Association of common genetic variants with brain microbleeds: A genome-wide association study
Published on Sep 10, 2020in Neurology8.77
· DOI :10.1212/WNL.0000000000010852
Objective: To identify common genetic variants associated with the presence of brain microbleeds (BMB). Methods: We performed genome-wide association studies in 11 population-based cohort studies and 3 case-control or case-only stroke cohorts. Genotypes were imputed to the Haplotype Reference Consortium or 1000 Genomes reference panel. BMB were rated on susceptibility-weighted or T2*-weighted gradient echo magnetic resonance imaging sequences, and further classified as lobar, or mixed (including strictly deep and infratentorial, possibly with lobar BMB). In a subset, we assessed the effects of APOE e2 and e4 alleles on BMB counts. We also related previously identified cerebral small vessel disease variants to BMB. Results: BMB were detected in 3,556 of the 25,862 participants, of which 2,179 were strictly lobar and 1,293 mixed.

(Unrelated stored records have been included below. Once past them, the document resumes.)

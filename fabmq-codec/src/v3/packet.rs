//! Control packets of MQTT 3.1 and 3.1.1. Bridge links reuse the same set;
//! only their PUBLISH framing differs (see `bridge`).

use std::num::NonZeroU16;

use bytes::Bytes;
use bytestring::ByteString;
use serde::{Deserialize, Serialize};

use crate::types::{packet_type, Protocol, Publish, QoS};

prim_enum! {
    /// CONNACK return code
    #[derive(Deserialize, Serialize)]
    pub enum ConnectAckReason {
        ConnectionAccepted = 0,
        UnacceptableProtocolVersion = 1,
        /// Also sent for protocol name/level mismatches
        IdentifierRejected = 2,
        ServiceUnavailable = 3,
        /// The Authorizer refused the credentials
        BadUserNameOrPassword = 4,
        NotAuthorized = 5
    }
}

impl From<ConnectAckReason> for u8 {
    fn from(v: ConnectAckReason) -> Self {
        v as u8
    }
}

impl ConnectAckReason {
    pub fn reason(self) -> &'static str {
        match self {
            ConnectAckReason::ConnectionAccepted => "accepted",
            ConnectAckReason::UnacceptableProtocolVersion => "unacceptable protocol version",
            ConnectAckReason::IdentifierRejected => "identifier rejected",
            ConnectAckReason::ServiceUnavailable => "service unavailable",
            ConnectAckReason::BadUserNameOrPassword => "bad username or password",
            ConnectAckReason::NotAuthorized => "not authorized",
        }
    }
}

/// Will registered by CONNECT, published when the connection drops without DISCONNECT.
#[derive(Debug, PartialEq, Eq, Clone, Deserialize, Serialize)]
pub struct LastWill {
    pub qos: QoS,
    pub retain: bool,
    pub topic: ByteString,
    pub message: Bytes,
}

impl LastWill {
    pub fn to_publish(&self) -> Publish {
        Publish::new(self.topic.clone(), self.message.clone(), self.qos, self.retain)
    }
}

#[derive(Default, Debug, PartialEq, Eq, Clone, Deserialize, Serialize)]
pub struct Connect {
    /// negotiated from the protocol name and level
    pub protocol: Protocol,
    pub clean_session: bool,
    /// seconds, 0 disables the idle timer
    pub keep_alive: u16,
    pub last_will: Option<LastWill>,
    /// may be empty on v3.1.1 with a clean session
    pub client_id: ByteString,
    pub username: Option<ByteString>,
    pub password: Option<Bytes>,
}

impl Connect {
    pub fn client_id<T>(mut self, client_id: T) -> Self
    where
        ByteString: From<T>,
    {
        self.client_id = client_id.into();
        self
    }
}

#[derive(Debug, PartialEq, Eq, Copy, Clone, Deserialize, Serialize)]
pub struct ConnectAck {
    pub return_code: ConnectAckReason,
    pub session_present: bool,
}

/// Per filter SUBACK entry. The broker always grants the requested QoS.
#[derive(Debug, PartialEq, Eq, Copy, Clone, Deserialize, Serialize)]
pub enum SubscribeReturnCode {
    Success(QoS),
    Failure,
}

#[derive(Debug, PartialEq, Eq, Clone)]
pub enum Packet {
    Connect(Box<Connect>),
    ConnectAck(ConnectAck),
    Publish(Publish),
    /// QoS 1 acknowledgment
    PublishAck { packet_id: NonZeroU16 },
    /// QoS 2, step 1
    PublishReceived { packet_id: NonZeroU16 },
    /// QoS 2, step 2
    PublishRelease { packet_id: NonZeroU16 },
    /// QoS 2, step 3
    PublishComplete { packet_id: NonZeroU16 },
    Subscribe { packet_id: NonZeroU16, topic_filters: Vec<(ByteString, QoS)> },
    SubscribeAck { packet_id: NonZeroU16, status: Vec<SubscribeReturnCode> },
    Unsubscribe { packet_id: NonZeroU16, topic_filters: Vec<ByteString> },
    UnsubscribeAck { packet_id: NonZeroU16 },
    PingRequest,
    PingResponse,
    Disconnect,
}

impl From<Connect> for Packet {
    fn from(val: Connect) -> Packet {
        Packet::Connect(Box::new(val))
    }
}

impl Packet {
    /// Fixed header type bits, flags included where they are fixed.
    pub fn packet_type(&self) -> u8 {
        match self {
            Packet::Connect(_) => packet_type::CONNECT,
            Packet::ConnectAck { .. } => packet_type::CONNACK,
            Packet::Publish(_) => packet_type::PUBLISH_START,
            Packet::PublishAck { .. } => packet_type::PUBACK,
            Packet::PublishReceived { .. } => packet_type::PUBREC,
            Packet::PublishRelease { .. } => packet_type::PUBREL,
            Packet::PublishComplete { .. } => packet_type::PUBCOMP,
            Packet::Subscribe { .. } => packet_type::SUBSCRIBE,
            Packet::SubscribeAck { .. } => packet_type::SUBACK,
            Packet::Unsubscribe { .. } => packet_type::UNSUBSCRIBE,
            Packet::UnsubscribeAck { .. } => packet_type::UNSUBACK,
            Packet::PingRequest => packet_type::PINGREQ,
            Packet::PingResponse => packet_type::PINGRESP,
            Packet::Disconnect => packet_type::DISCONNECT,
        }
    }
}

#[cfg(test)]
mod tests {
    use super::*;

    #[test]
    fn test_connect_ack_codes() {
        assert_eq!(u8::from(ConnectAckReason::IdentifierRejected), 2);
        assert_eq!(u8::from(ConnectAckReason::BadUserNameOrPassword), 4);
        assert_eq!(ConnectAckReason::try_from(0).unwrap(), ConnectAckReason::ConnectionAccepted);
        assert!(ConnectAckReason::try_from(6).is_err());
    }

    #[test]
    fn test_will_publish() {
        let will = LastWill {
            qos: QoS::AtLeastOnce,
            retain: true,
            topic: ByteString::from_static("w"),
            message: Bytes::from_static(b"bye"),
        };
        let p = will.to_publish();
        assert_eq!(p.topic, "w");
        assert_eq!(p.payload, Bytes::from_static(b"bye"));
        assert_eq!(p.qos, QoS::AtLeastOnce);
        assert!(p.retain);
        assert_eq!(p.packet_id, None);
        assert_eq!(p.expiry, 0);
        assert_eq!(p.origin, None);
    }

    #[test]
    fn test_packet_type() {
        assert_eq!(Packet::PublishRelease { packet_id: NonZeroU16::MIN }.packet_type(), 0b0110_0010);
        assert_eq!(Packet::Subscribe { packet_id: NonZeroU16::MIN, topic_filters: vec![] }.packet_type(), 0b1000_0010);
        assert_eq!(Packet::Disconnect.packet_type(), 0b1110_0000);
    }
}
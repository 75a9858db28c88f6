use std::fs::File;
use std::io::prelude::*;

fn main() {
    version();
}

fn version() {
    let version = std::env::var("CARGO_PKG_VERSION").unwrap();
    let build_time = chrono::Local::now().format("%Y%m%d%H%M%S").to_string();
    let server_version = format!("fabmq/{}-{}", &version, &build_time);

    let out = std::env::var("OUT_DIR").unwrap();
    let mut version_file = File::create(format!("{}/{}", out, "version.rs")).unwrap();
    version_file.write_all(b"\n/// fabmq version").unwrap();
    version_file
        .write_all(format!("\npub const VERSION: &str = \"{}\";", server_version).as_bytes())
        .unwrap();
}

One locus in the APOE region reached genome-wide significance for its association with BMB (lead SNP rs769449; ORany BMB (95% CI)=1.33 (1.21-1.45); p=2.5x10-10). APOE e4 alleles were associated with strictly lobar (OR (95% CI)=1.34 (1.19-1.50); p=1.0x10-6) but not with mixed BMB counts (OR (95% CI)=1.04 (0.86-1.25); p=0.68). APOE e2 alleles did not show associations with BMB counts. Variants previously related to deep intracerebral haemorrhage and lacunar stroke, and a risk score of cerebral white matter hyperintensity variants, were associated with BMB. Conclusions: Genetic variants in the APOE region are associated with the presence of BMB, most likely due to the APOE e4 allele count related to a higher number of strictly lobar BMB. Genetic predisposition to small vessel disease confers risk of BMB, indicating genetic overlap with other cerebral small vessel disease markers.